Anyone who feels uncomfortable with cell phones that don’t reach from ear to mouth or who can’t figure out how to set the time on a VCR has experienced unusable technologies.
Today is World Usability Day, a day to discuss easy-to-use technology that will be recognized in 39 countries.
Computer science and engineering professor Joseph Konstan will be speaking at some of the University’s Usability Day events. He sat down with the Daily to talk about usability.
What is “usability”?
It’s sometimes easiest to think of usability when you get the counterexample. The one thing people have joked about for years is the number of people who have a video cassette recorder who couldn’t record, or couldn’t program it to record when they weren’t there.
It’s also a sad statement that the product designers didn’t spend the effort to design that system so that the people using it could make it effective.
What makes a certain kind of technology more usable?
You can put people in front of a technology and see if it’s usable, and that’s a large part of what the field’s about, (saying) “How do we involve the user before it’s too late?”
And part of it’s a whole design process of understanding what the user’s needs are, understanding what they already know, understanding human psychology and physiology.

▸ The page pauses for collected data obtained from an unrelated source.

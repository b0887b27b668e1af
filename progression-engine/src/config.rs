//! Engine configuration
use serde::{Deserialize, Serialize};
use thiserror::Error;

#[derive(Debug, Error, PartialEq, Eq)]
pub enum ConfigError {
    #[error("{field} must be between {min} and {max} (got {value})")]
    RangeViolation {
        field: &'static str,
        min: usize,
        max: usize,
        value: usize,
    },
    #[error("config JSON is invalid: {0}")]
    Parse(String),
}

/// Tunables for the progression engine.
#[derive(Debug, Clone, PartialEq, Eq, Serialize, Deserialize)]
pub struct EngineConfig {
    /// How many incomplete next steps to surface.
    #[serde(default = "EngineConfig::default_next_step_limit")]
    pub next_step_limit: usize,
}

impl EngineConfig {
    const MIN_NEXT_STEPS: usize = 1;
    const MAX_NEXT_STEPS: usize = 25;

    #[must_use]
    pub const fn default_next_step_limit() -> usize {
        3
    }

    /// Parse and validate a config from JSON. Missing fields take defaults.
    ///
    /// # Errors
    ///
    /// Returns `ConfigError` when the JSON is malformed or a field is out of range.
    pub fn from_json(json: &str) -> Result<Self, ConfigError> {
        let cfg: Self =
            serde_json::from_str(json).map_err(|err| ConfigError::Parse(err.to_string()))?;
        cfg.validate()?;
        Ok(cfg)
    }

    /// Validate configuration bounds.
    ///
    /// # Errors
    ///
    /// Returns `ConfigError` when any field violates the documented bounds.
    pub fn validate(&self) -> Result<(), ConfigError> {
        if !(Self::MIN_NEXT_STEPS..=Self::MAX_NEXT_STEPS).contains(&self.next_step_limit) {
            return Err(ConfigError::RangeViolation {
                field: "next_step_limit",
                min: Self::MIN_NEXT_STEPS,
                max: Self::MAX_NEXT_STEPS,
                value: self.next_step_limit,
            });
        }
        Ok(())
    }
}

impl Default for EngineConfig {
    fn default() -> Self {
        Self {
            next_step_limit: Self::default_next_step_limit(),
        }
    }
}
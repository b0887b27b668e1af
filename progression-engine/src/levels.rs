//! Points totals, level lookup and progress toward the next level
use serde::{Deserialize, Serialize};

use crate::catalog::{Catalog, LevelThreshold};
use crate::numbers::{percent_of, round_percent_to_u8};
use crate::role::Role;

/// Sum of points for the unlocked ids found in `role`'s catalog.
///
/// Ids the catalog does not know contribute nothing.
#[must_use]
pub fn total_points<'a, I>(catalog: &Catalog, role: Role, unlocked: I) -> u32
where
    I: IntoIterator<Item = &'a str>,
{
    unlocked
        .into_iter()
        .filter_map(|id| catalog.lookup(role, id))
        .fold(0_u32, |total, achievement| {
            total.saturating_add(achievement.points)
        })
}

/// Highest level whose threshold is at or below `points`. Points beyond the
/// last threshold stay on the last level.
#[must_use]
pub fn level_for_points(catalog: &Catalog, role: Role, points: u32) -> Option<&LevelThreshold> {
    let levels = catalog.levels(role);
    levels
        .iter()
        .rev()
        .find(|level| level.min_points <= points)
        .or_else(|| levels.first())
        .copied()
}

/// Where a point total sits between its level and the next one.
#[derive(Debug, Clone, Default, PartialEq, Serialize, Deserialize)]
pub struct LevelProgress {
    pub points: u32,
    pub level: u32,
    pub title: String,
    pub next_level: Option<u32>,
    pub next_title: Option<String>,
    pub points_to_next: Option<u32>,
    /// Percent of the way to the next level, in `[0, 100]`; 100 at the top.
    pub percent: f64,
}

impl LevelProgress {
    #[must_use]
    pub fn whole_percent(&self) -> u8 {
        round_percent_to_u8(self.percent)
    }

    #[must_use]
    pub const fn is_max_level(&self) -> bool {
        self.next_level.is_none()
    }
}

/// Progress from the current level toward the next.
#[must_use]
pub fn progress_to_next_level(catalog: &Catalog, role: Role, points: u32) -> Option<LevelProgress> {
    let current = level_for_points(catalog, role, points)?;
    let next = catalog
        .levels(role)
        .into_iter()
        .find(|level| level.min_points > current.min_points);

    let progress = match next {
        Some(next) => LevelProgress {
            points,
            level: current.level,
            title: current.title.clone(),
            next_level: Some(next.level),
            next_title: Some(next.title.clone()),
            points_to_next: Some(next.min_points.saturating_sub(points)),
            percent: percent_of(
                points.saturating_sub(current.min_points),
                next.min_points - current.min_points,
            ),
        },
        None => LevelProgress {
            points,
            level: current.level,
            title: current.title.clone(),
            next_level: None,
            next_title: None,
            points_to_next: None,
            percent: 100.0,
        },
    };
    Some(progress)
}
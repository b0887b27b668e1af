//! Fact collection boundary: fan out per-fact lookups, fan results back in
//!
//! Every lookup runs concurrently and fails on its own. A failed lookup is
//! recorded and its fact left out of the bag; it never aborts the batch.
use async_trait::async_trait;
use futures::future::join_all;

use crate::facts::{FactBag, FactKey, FactValue};
use crate::role::Role;

/// A source of individual facts about a user.
#[async_trait]
pub trait FactSource: Send + Sync {
    type Error: std::error::Error + Send + Sync + 'static;

    /// Look up one fact. `Ok(None)` means the source has no value for it.
    async fn fetch(
        &self,
        user_id: &str,
        role: Role,
        fact: FactKey,
    ) -> Result<Option<FactValue>, Self::Error>;
}

/// A lookup that failed and was downgraded to "fact absent".
#[derive(Debug, Clone, PartialEq, Eq)]
pub struct FactFailure {
    pub fact: FactKey,
    pub message: String,
}

/// Facts gathered for one user plus the lookups that failed.
#[derive(Debug, Clone, Default, PartialEq, Eq)]
pub struct Collection {
    pub facts: FactBag,
    pub failures: Vec<FactFailure>,
}

/// Fetch every fact in `keys` concurrently and merge the results.
pub async fn collect_facts<S, I>(source: &S, user_id: &str, role: Role, keys: I) -> Collection
where
    S: FactSource + ?Sized,
    I: IntoIterator<Item = FactKey>,
{
    let lookups = keys.into_iter().map(|fact| async move {
        let outcome = source.fetch(user_id, role, fact).await;
        (fact, outcome)
    });

    let mut collection = Collection::default();
    for (fact, outcome) in join_all(lookups).await {
        match outcome {
            Ok(Some(value)) => collection.facts.insert(fact, value),
            Ok(None) => {}
            Err(err) => {
                log::warn!("fact `{fact}` unavailable for user {user_id}: {err}");
                collection.failures.push(FactFailure {
                    fact,
                    message: err.to_string(),
                });
            }
        }
    }
    collection
}

#[cfg(test)]
mod tests {
    use super::*;
    use std::collections::HashMap;
    use thiserror::Error;

    #[derive(Debug, Error)]
    #[error("backend timed out")]
    struct LookupFailed;

    struct FixtureSource {
        values: HashMap<FactKey, FactValue>,
        failing: Vec<FactKey>,
    }

    #[async_trait]
    impl FactSource for FixtureSource {
        type Error = LookupFailed;

        async fn fetch(
            &self,
            _user_id: &str,
            _role: Role,
            fact: FactKey,
        ) -> Result<Option<FactValue>, Self::Error> {
            if self.failing.contains(&fact) {
                return Err(LookupFailed);
            }
            Ok(self.values.get(&fact).copied())
        }
    }

    #[tokio::test]
    async fn failed_lookups_become_absent_facts() {
        let source = FixtureSource {
            values: HashMap::from([
                (FactKey::HasAvatar, FactValue::Flag(true)),
                (FactKey::FavoritesCount, FactValue::Count(4)),
                (FactKey::MessagesSentCount, FactValue::Count(2)),
            ]),
            failing: vec![FactKey::FavoritesCount],
        };
        let keys = [
            FactKey::HasAvatar,
            FactKey::FavoritesCount,
            FactKey::MessagesSentCount,
            FactKey::ConnectionsCount,
        ];

        let collection = collect_facts(&source, "u1", Role::Investor, keys).await;

        assert_eq!(collection.facts.flag(FactKey::HasAvatar), Some(true));
        assert_eq!(collection.facts.count(FactKey::MessagesSentCount), Some(2));
        assert!(!collection.facts.contains(FactKey::FavoritesCount));
        assert!(!collection.facts.contains(FactKey::ConnectionsCount));
        assert_eq!(
            collection.failures,
            vec![FactFailure {
                fact: FactKey::FavoritesCount,
                message: "backend timed out".to_string(),
            }]
        );
    }

    #[tokio::test]
    async fn empty_key_set_collects_nothing() {
        let source = FixtureSource {
            values: HashMap::new(),
            failing: Vec::new(),
        };
        let collection = collect_facts(&source, "u1", Role::Syndicator, std::iter::empty()).await;
        assert_eq!(collection, Collection::default());
    }
}
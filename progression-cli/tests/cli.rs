use std::path::{Path, PathBuf};
use std::process::{Command, Output};

fn temp_path(label: &str) -> PathBuf {
    std::env::temp_dir().join(format!(
        "progression-cli-{label}-{}",
        std::time::SystemTime::now()
            .duration_since(std::time::UNIX_EPOCH)
            .unwrap_or_default()
            .as_nanos()
    ))
}

fn run(store: &Path, args: &[&str]) -> Output {
    Command::new(env!("CARGO_BIN_EXE_progression-cli"))
        .env("NO_COLOR", "1")
        .arg("--store")
        .arg(store)
        .args(args)
        .output()
        .expect("run cli")
}

fn write_facts(label: &str, json: &str) -> PathBuf {
    let path = temp_path(label).with_extension("json");
    std::fs::write(&path, json).expect("write facts");
    path
}

fn evaluate_json(store: &Path, facts: &Path, date: &str) -> serde_json::Value {
    let output = run(
        store,
        &[
            "evaluate",
            "--user",
            "investor-7",
            "--role",
            "investor",
            "--date",
            date,
            "--report",
            "json",
            "--facts",
            facts.to_str().expect("utf-8 path"),
        ],
    );
    assert!(
        output.status.success(),
        "{}",
        String::from_utf8_lossy(&output.stderr)
    );
    serde_json::from_slice(&output.stdout).expect("json report")
}

#[test]
fn evaluate_persists_and_acknowledge_clears_the_event() {
    let store = temp_path("store");
    let facts = write_facts(
        "facts",
        r#"{"has_avatar": true, "favorites_count": 2, "messages_sent_count": 1}"#,
    );

    let first = evaluate_json(&store, &facts, "2025-04-01");
    assert_eq!(first["total_points"], 35);
    assert_eq!(first["streak"], 1);
    assert_eq!(first["new_achievement"]["id"], "profile_photo");
    assert_eq!(first["pending_count"], 3);
    assert_eq!(first["persistence"]["status"], "saved");
    assert!(store.join("investor-7.json").exists());

    let ack = run(&store, &["acknowledge", "--user", "investor-7"]);
    assert!(ack.status.success());
    assert!(String::from_utf8_lossy(&ack.stdout).contains("Acknowledged 3"));

    let second = evaluate_json(&store, &facts, "2025-04-02");
    assert!(second["new_achievement"].is_null());
    assert_eq!(second["streak"], 2);
    assert_eq!(second["total_points"], 35);
}

#[test]
fn unavailable_facts_are_reported_not_fatal() {
    let store = temp_path("store-unavailable");
    let facts = write_facts(
        "facts-unavailable",
        r#"{"has_avatar": true, "favorites_count": 5, "unavailable": ["favorites_count"]}"#,
    );
    let report = evaluate_json(&store, &facts, "2025-04-01");
    assert_eq!(report["total_points"], 10);
    assert_eq!(report["unavailable_facts"][0]["fact"], "favorites_count");
}

#[test]
fn unknown_role_fails_loudly() {
    let store = temp_path("store-role");
    let output = run(&store, &["catalog", "--role", "landlord"]);
    assert!(!output.status.success());
    assert!(String::from_utf8_lossy(&output.stderr).contains("landlord"));
}

#[test]
fn catalog_lists_role_entries() {
    let store = temp_path("store-catalog");
    let output = run(&store, &["catalog", "--role", "syndicator", "--report", "json"]);
    assert!(output.status.success());
    let report: serde_json::Value = serde_json::from_slice(&output.stdout).expect("json");
    let ids: Vec<&str> = report["achievements"]
        .as_array()
        .expect("achievements")
        .iter()
        .filter_map(|entry| entry["id"].as_str())
        .collect();
    assert!(ids.contains(&"first_deal_published"));
    assert!(!ids.contains(&"first_investment"));
    assert_eq!(report["levels"].as_array().map(Vec::len), Some(5));
}

#[test]
fn simulate_writes_report_to_output_file() {
    let store = temp_path("store-sim");
    let output_path = temp_path("sim-report");
    let output = run(
        &store,
        &[
            "simulate",
            "--seeds",
            "3,11",
            "--days",
            "20",
            "--report",
            "json",
            "--output",
            output_path.to_str().expect("utf-8 path"),
        ],
    );
    assert!(
        output.status.success(),
        "{}",
        String::from_utf8_lossy(&output.stderr)
    );
    let content = std::fs::read_to_string(output_path).expect("read output");
    let runs: serde_json::Value = serde_json::from_str(&content).expect("json");
    assert_eq!(runs.as_array().map(Vec::len), Some(4));
    assert!(
        runs.as_array()
            .expect("runs")
            .iter()
            .all(|run| run["violations"].as_array().is_some_and(Vec::is_empty))
    );
}

#[test]
fn forget_removes_the_snapshot() {
    let store = temp_path("store-forget");
    let facts = write_facts("facts-forget", r#"{"has_avatar": true}"#);
    evaluate_json(&store, &facts, "2025-04-01");
    assert!(store.join("investor-7.json").exists());

    let output = run(&store, &["forget", "--user", "investor-7"]);
    assert!(output.status.success());
    assert!(!store.join("investor-7.json").exists());
}

#[test]
fn invalid_user_id_is_rejected_by_the_store() {
    let store = temp_path("store-invalid");
    let output = run(&store, &["forget", "--user", "../escape"]);
    assert!(!output.status.success());
}
//! Evaluation results handed back to the caller
use chrono::{DateTime, Utc};
use serde::{Deserialize, Serialize};

use crate::catalog::{Achievement, LevelThreshold};
use crate::levels::LevelProgress;
use crate::planner::StepPlan;
use crate::role::Role;
use crate::snapshot::ProgressionSnapshot;

/// One catalog achievement and whether (and when) the user unlocked it.
#[derive(Debug, Clone, PartialEq, Eq, Serialize, Deserialize)]
pub struct AchievementStatus {
    #[serde(flatten)]
    pub achievement: Achievement,
    pub unlocked_at: Option<DateTime<Utc>>,
}

impl AchievementStatus {
    #[must_use]
    pub const fn is_unlocked(&self) -> bool {
        self.unlocked_at.is_some()
    }
}

/// What happened to the snapshot at the end of an evaluation.
#[derive(Debug, Clone, PartialEq, Eq, Serialize, Deserialize)]
#[serde(tag = "status", content = "detail", rename_all = "snake_case")]
pub enum PersistenceStatus {
    /// The new snapshot is the committed baseline.
    Saved,
    /// Saving failed; the result is still valid and `snapshot` can be retried.
    Failed(String),
    /// The prior snapshot could not be loaded, so nothing was written.
    Skipped(String),
}

impl PersistenceStatus {
    #[must_use]
    pub const fn is_saved(&self) -> bool {
        matches!(self, Self::Saved)
    }
}

/// Full progression view for one user after an evaluation.
#[derive(Debug, Clone, PartialEq, Serialize, Deserialize)]
pub struct EvaluationResult {
    pub user_id: String,
    pub role: Role,
    pub total_points: u32,
    /// Every achievement offered to the role, in catalog order.
    pub achievements: Vec<AchievementStatus>,
    pub level: Option<LevelThreshold>,
    pub progress: LevelProgress,
    pub streak: u32,
    /// The single unlock to celebrate, if any is pending.
    pub new_achievement: Option<Achievement>,
    /// Pending unlocks in total, including `new_achievement`.
    pub pending_count: usize,
    pub next_steps: StepPlan,
    pub persistence: PersistenceStatus,
    /// The snapshot this result was computed into.
    pub snapshot: ProgressionSnapshot,
}

impl EvaluationResult {
    pub fn unlocked(&self) -> impl Iterator<Item = &AchievementStatus> {
        self.achievements.iter().filter(|status| status.is_unlocked())
    }

    #[must_use]
    pub fn unlocked_count(&self) -> usize {
        self.unlocked().count()
    }
}
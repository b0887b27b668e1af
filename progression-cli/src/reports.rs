use anyhow::Result;
use colored::Colorize;
use progression_engine::{
    Catalog, EvaluationResult, FactFailure, PersistenceStatus, Role, StepPlan,
};
use serde::Serialize;
use std::io::Write;

use crate::simulate::SimulationRun;

#[derive(Debug, Serialize)]
struct EvaluationReport<'a> {
    #[serde(flatten)]
    result: &'a EvaluationResult,
    unavailable_facts: Vec<UnavailableFact<'a>>,
}

#[derive(Debug, Serialize)]
struct UnavailableFact<'a> {
    fact: &'a str,
    reason: &'a str,
}

pub fn write_evaluation_console(
    out: &mut dyn Write,
    result: &EvaluationResult,
    failures: &[FactFailure],
) -> Result<()> {
    writeln!(out)?;
    writeln!(
        out,
        "{} {} ({})",
        "🏆 Progression for".bright_cyan().bold(),
        result.user_id.bold(),
        result.role
    )?;
    writeln!(out, "{}", "==============================".cyan())?;

    let progress = &result.progress;
    writeln!(out, "Points: {}", result.total_points.to_string().green())?;
    writeln!(out, "Level {}: {}", progress.level, progress.title.bold())?;
    match (&progress.next_title, progress.points_to_next) {
        (Some(next), Some(remaining)) => writeln!(
            out,
            "Progress: {}% ({remaining} points to {next})",
            progress.whole_percent()
        )?,
        _ => writeln!(out, "Progress: top level reached")?,
    }
    writeln!(out, "Streak: {} day(s)", result.streak)?;
    writeln!(out)?;

    if let Some(achievement) = &result.new_achievement {
        writeln!(
            out,
            "{} {} (+{} points)",
            "🎉 New achievement:".bright_yellow().bold(),
            achievement.title.bold(),
            achievement.points
        )?;
        if result.pending_count > 1 {
            writeln!(out, "   {} more waiting", result.pending_count - 1)?;
        }
        writeln!(out)?;
    }

    writeln!(
        out,
        "Achievements: {}/{}",
        result.unlocked_count(),
        result.achievements.len()
    )?;
    for status in &result.achievements {
        let marker = if status.is_unlocked() {
            "✅".green()
        } else {
            "⬜".normal()
        };
        writeln!(
            out,
            "  {marker} {:24} {:>4} pts  {:?}",
            status.achievement.id, status.achievement.points, status.achievement.rarity
        )?;
    }
    writeln!(out)?;

    match &result.next_steps {
        StepPlan::AllCaughtUp { completed } => {
            writeln!(out, "Next steps: all caught up ({completed} done)")?;
        }
        StepPlan::Pending {
            steps, remaining, ..
        } => {
            writeln!(out, "Next steps ({remaining} open):")?;
            for step in steps {
                writeln!(out, "  • {} → {}", step.title, step.action_ref)?;
            }
        }
    }

    if !failures.is_empty() {
        writeln!(out)?;
        writeln!(out, "{}", "Unavailable facts:".yellow())?;
        for failure in failures {
            writeln!(out, "  • {}: {}", failure.fact, failure.message)?;
        }
    }

    match &result.persistence {
        PersistenceStatus::Saved => {}
        PersistenceStatus::Failed(reason) => {
            writeln!(out, "{} {reason}", "⚠️  Snapshot not saved:".red())?;
        }
        PersistenceStatus::Skipped(reason) => {
            writeln!(out, "{} {reason}", "⚠️  Stored progress unreadable:".red())?;
        }
    }
    Ok(())
}

pub fn write_evaluation_json(
    out: &mut dyn Write,
    result: &EvaluationResult,
    failures: &[FactFailure],
) -> Result<()> {
    let report = EvaluationReport {
        result,
        unavailable_facts: failures
            .iter()
            .map(|failure| UnavailableFact {
                fact: failure.fact.as_str(),
                reason: &failure.message,
            })
            .collect(),
    };
    serde_json::to_writer_pretty(&mut *out, &report)?;
    writeln!(out)?;
    Ok(())
}

pub fn write_catalog_console(out: &mut dyn Write, catalog: &Catalog, role: Role) -> Result<()> {
    writeln!(
        out,
        "{} {role} (version {})",
        "📚 Catalog for".bright_cyan().bold(),
        catalog.fingerprint()
    )?;
    writeln!(out, "{}", "==============================".cyan())?;

    writeln!(out, "Achievements:")?;
    for achievement in catalog.achievements_for(role) {
        writeln!(
            out,
            "  {:24} {:>4} pts  {:<10} {}",
            achievement.id,
            achievement.points,
            format!("{:?}", achievement.rarity),
            achievement.title
        )?;
    }

    writeln!(out, "Levels:")?;
    for level in catalog.levels(role) {
        writeln!(
            out,
            "  {:>2} {:24} from {} pts",
            level.level, level.title, level.min_points
        )?;
    }

    writeln!(out, "Next steps:")?;
    for def in catalog.steps_by_role(role) {
        writeln!(
            out,
            "  [{}] {:20} {}",
            def.step.priority, def.step.id, def.step.title
        )?;
    }
    Ok(())
}

#[derive(Debug, Serialize)]
struct CatalogReport<'a> {
    role: Role,
    version: String,
    achievements: Vec<&'a progression_engine::Achievement>,
    levels: Vec<&'a progression_engine::LevelThreshold>,
    next_steps: Vec<&'a progression_engine::NextStep>,
}

pub fn write_catalog_json(out: &mut dyn Write, catalog: &Catalog, role: Role) -> Result<()> {
    let report = CatalogReport {
        role,
        version: catalog.fingerprint(),
        achievements: catalog.achievements_for(role),
        levels: catalog.levels(role),
        next_steps: catalog.steps_by_role(role).map(|def| &def.step).collect(),
    };
    serde_json::to_writer_pretty(&mut *out, &report)?;
    writeln!(out)?;
    Ok(())
}

pub fn write_simulation_console(out: &mut dyn Write, runs: &[SimulationRun]) -> Result<()> {
    writeln!(out)?;
    writeln!(out, "{}", "📊 Simulation Results Summary".bright_cyan().bold())?;
    writeln!(out, "{}", "==============================".cyan())?;

    let passed = runs.iter().filter(|run| run.passed()).count();
    writeln!(out, "Total runs: {}", runs.len())?;
    writeln!(out, "Passed: {}", passed.to_string().green())?;
    writeln!(out, "Failed: {}", (runs.len() - passed).to_string().red())?;
    writeln!(out)?;

    for run in runs {
        let status = if run.passed() {
            "✅ PASS".green()
        } else {
            "❌ FAIL".red()
        };
        writeln!(out, "{status} seed {} ({})", run.seed, run.role)?;
        writeln!(
            out,
            "   Evaluations: {}  Unlocked: {}  Points: {}  Level: {}  Best streak: {}",
            run.evaluations, run.unlocked, run.total_points, run.level, run.best_streak
        )?;
        if !run.violations.is_empty() {
            writeln!(out, "   Violations:")?;
            for violation in &run.violations {
                writeln!(out, "     • {}", violation.red())?;
            }
        }
    }
    Ok(())
}

pub fn write_simulation_json(out: &mut dyn Write, runs: &[SimulationRun]) -> Result<()> {
    serde_json::to_writer_pretty(&mut *out, runs)?;
    writeln!(out)?;
    Ok(())
}
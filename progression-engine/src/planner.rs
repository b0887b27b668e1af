//! Next-step planning for onboarding and engagement tasks
use serde::{Deserialize, Serialize};

use crate::catalog::{Catalog, NextStep};
use crate::facts::FactBag;
use crate::role::Role;

/// Suggested tasks for one user.
#[derive(Debug, Clone, PartialEq, Eq, Serialize, Deserialize)]
#[serde(tag = "state", rename_all = "snake_case")]
pub enum StepPlan {
    /// The most urgent incomplete steps, most urgent first.
    Pending {
        steps: Vec<NextStep>,
        /// Incomplete steps in total, including those cut by the limit.
        remaining: usize,
        completed: usize,
    },
    /// Every step offered to the role is done.
    AllCaughtUp { completed: usize },
}

impl StepPlan {
    #[must_use]
    pub fn steps(&self) -> &[NextStep] {
        match self {
            Self::Pending { steps, .. } => steps.as_slice(),
            Self::AllCaughtUp { .. } => &[],
        }
    }

    #[must_use]
    pub const fn is_all_caught_up(&self) -> bool {
        matches!(self, Self::AllCaughtUp { .. })
    }
}

/// Incomplete steps for `role`, sorted by priority (catalog order breaks ties),
/// truncated to `limit`.
///
/// A step whose fact is unknown counts as not completed.
#[must_use]
pub fn plan_next_steps(catalog: &Catalog, role: Role, facts: &FactBag, limit: usize) -> StepPlan {
    let mut completed = 0;
    let mut incomplete: Vec<&NextStep> = Vec::new();
    for def in catalog.steps_by_role(role) {
        if def.complete_when.is_satisfied(facts) {
            completed += 1;
        } else {
            incomplete.push(&def.step);
        }
    }

    if incomplete.is_empty() {
        return StepPlan::AllCaughtUp { completed };
    }

    incomplete.sort_by_key(|step| step.priority);
    let remaining = incomplete.len();
    StepPlan::Pending {
        steps: incomplete.into_iter().take(limit).cloned().collect(),
        remaining,
        completed,
    }
}

#[cfg(test)]
mod tests {
    use super::*;
    use crate::catalog::catalog;
    use crate::facts::FactKey;

    fn ordering_catalog() -> Catalog {
        Catalog::from_json(
            r#"{
                "levels": [
                    {"level": 1, "title": "One", "min_points": 0, "role": "investor"},
                    {"level": 1, "title": "Uno", "min_points": 0, "role": "syndicator"}
                ],
                "next_steps": [
                    {"id": "p1", "title": "", "description": "", "action_ref": "/a", "points": 0,
                     "priority": 1, "role": "both",
                     "complete_when": {"kind": "flag", "fact": "has_avatar"}},
                    {"id": "p3", "title": "", "description": "", "action_ref": "/b", "points": 0,
                     "priority": 3, "role": "both",
                     "complete_when": {"kind": "flag", "fact": "profile_complete"}},
                    {"id": "p2", "title": "", "description": "", "action_ref": "/c", "points": 0,
                     "priority": 2, "role": "both",
                     "complete_when": {"kind": "at_least", "fact": "favorites_count", "min": 1}},
                    {"id": "p2b", "title": "", "description": "", "action_ref": "/d", "points": 0,
                     "priority": 2, "role": "syndicator",
                     "complete_when": {"kind": "flag", "fact": "is_verified"}}
                ]
            }"#,
        )
        .unwrap()
    }

    fn ids(plan: &StepPlan) -> Vec<&str> {
        plan.steps().iter().map(|step| step.id.as_str()).collect()
    }

    #[test]
    fn incomplete_steps_sort_by_priority() {
        let plan = plan_next_steps(&ordering_catalog(), Role::Investor, &FactBag::new(), 10);
        assert_eq!(ids(&plan), vec!["p1", "p2", "p3"]);
        assert!(matches!(
            plan,
            StepPlan::Pending {
                remaining: 3,
                completed: 0,
                ..
            }
        ));
    }

    #[test]
    fn ties_keep_catalog_order() {
        let plan = plan_next_steps(&ordering_catalog(), Role::Syndicator, &FactBag::new(), 10);
        assert_eq!(ids(&plan), vec!["p1", "p2", "p2b", "p3"]);
    }

    #[test]
    fn completed_steps_drop_out_and_limit_applies() {
        let facts = FactBag::new().with_flag(FactKey::HasAvatar, true);
        let plan = plan_next_steps(&ordering_catalog(), Role::Investor, &facts, 1);
        assert_eq!(ids(&plan), vec!["p2"]);
        assert!(matches!(
            plan,
            StepPlan::Pending {
                remaining: 2,
                completed: 1,
                ..
            }
        ));
    }

    #[test]
    fn all_done_reports_caught_up() {
        let facts = FactBag::new()
            .with_flag(FactKey::HasAvatar, true)
            .with_flag(FactKey::ProfileComplete, true)
            .with_count(FactKey::FavoritesCount, 2);
        let plan = plan_next_steps(&ordering_catalog(), Role::Investor, &facts, 3);
        assert_eq!(plan, StepPlan::AllCaughtUp { completed: 3 });
        assert!(plan.is_all_caught_up());
        assert!(plan.steps().is_empty());
    }

    #[test]
    fn unknown_facts_leave_steps_incomplete() {
        let facts = FactBag::new().with_flag(FactKey::HasAvatar, true);
        let plan = plan_next_steps(catalog(), Role::Investor, &facts, 3);
        assert_eq!(ids(&plan), vec!["finish_profile", "set_preferences", "browse_deals"]);
    }

    #[test]
    fn plan_serializes_with_state_tag() {
        let json = serde_json::to_value(StepPlan::AllCaughtUp { completed: 2 }).unwrap();
        assert_eq!(json["state"], "all_caught_up");
    }
}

We’ve had some phones that have come out lately where people feel uncomfortable because the mouthpiece is so far from their mouth, even if they’re well designed and the microphone can pick it up from a distance, it just seems wrong. It’s that whole combination of factors that lead to something that people can use.
Do you think the changes to how we communicate, such as the Internet, e-mail and text messaging, are good?
My gut reaction is that most of these changes eventually will be good. I think with any new technology that changes the way people interact, you lose something and you gain something else, and it takes a while for people to adapt themselves to what they’re gaining.
I do think there’s something lost from having uninterrupted face-to-face time and it does worry me when I see people sitting together and they’re spending their time on their cell phones or texting people who are not there rather than interacting.
At the same time, I think that’s going to work itself out. I think that people will evolve ways of being closer to one another than they might have been before.
Where do you think we’ll go from here?
One thing we’ve been studying here at the University well is collective action in these online environments.
We saw this back in the last presidential election, that that’s always something that can be mobilized for political purposes.
What happens when half a million people in the Twin Cities connect online and decide we’re finally going to solve the homeless problem?
Is there a way to use this online technology to coordinate people, some of whom are busy building houses, some of whom are marching at the capitol and doing other things to make this happen?
I think there’s tremendous potential. I think it’s going to be really exciting to see what happens when people can rally around causes and don’t require going door-to-door and don’t require calling up your friends and getting them to meet.
What’s unique to the University regarding technology and usability?
The fact that we have a really substantial campus usability lab has been a big advantage.
There’s a small room where you can have someone go do something, like get on a Web site and try out a new student registration system while other people behind one-way glass with screens replicated and cameras and recorders and everything else, so you can watch and find out what’s going on or what’s going well.
We’re able to watch real people try it and improve it before we impose it on everybody else.